■ **Exercise objective**
Set down word for word the lines that begin the entries and run through the line containing "and status reconciliation". Give nothing further.

----

//! Parley Core - Campaign dispatch and delivery-status reconciliation
//!
//! This crate provides:
//! - Campaign lifecycle, recipient resolution and the batch dispatch scheduler
//! - The messaging gateway client
//! - Webhook ingestion and status reconciliation
//! - The durable task queue, worker pool and maintenance sweeps

pub mod campaign;
pub mod gateway;
pub mod maintenance;
pub mod queue;
pub mod sessions;
pub mod webhook;

#[cfg(test)]
pub(crate) mod testing;

pub use campaign::{CampaignError, CampaignManager, DispatchScheduler};
pub use gateway::{GatewayClient, HttpGatewayClient};
pub use maintenance::MaintenanceLoop;
pub use queue::{TaskQueue, TaskRouter, WorkerPool};
pub use sessions::SessionManager;
pub use webhook::{IngestError, StatusReconciler, WebhookIngestor};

----

■ **Answer to the problem**
//! Parley Core - Campaign dispatch and delivery-status reconciliation
//!
//! This crate provides:
//! - Campaign lifecycle, recipient resolution and the batch dispatch scheduler
//! - The messaging gateway client
//! - Webhook ingestion and status reconciliation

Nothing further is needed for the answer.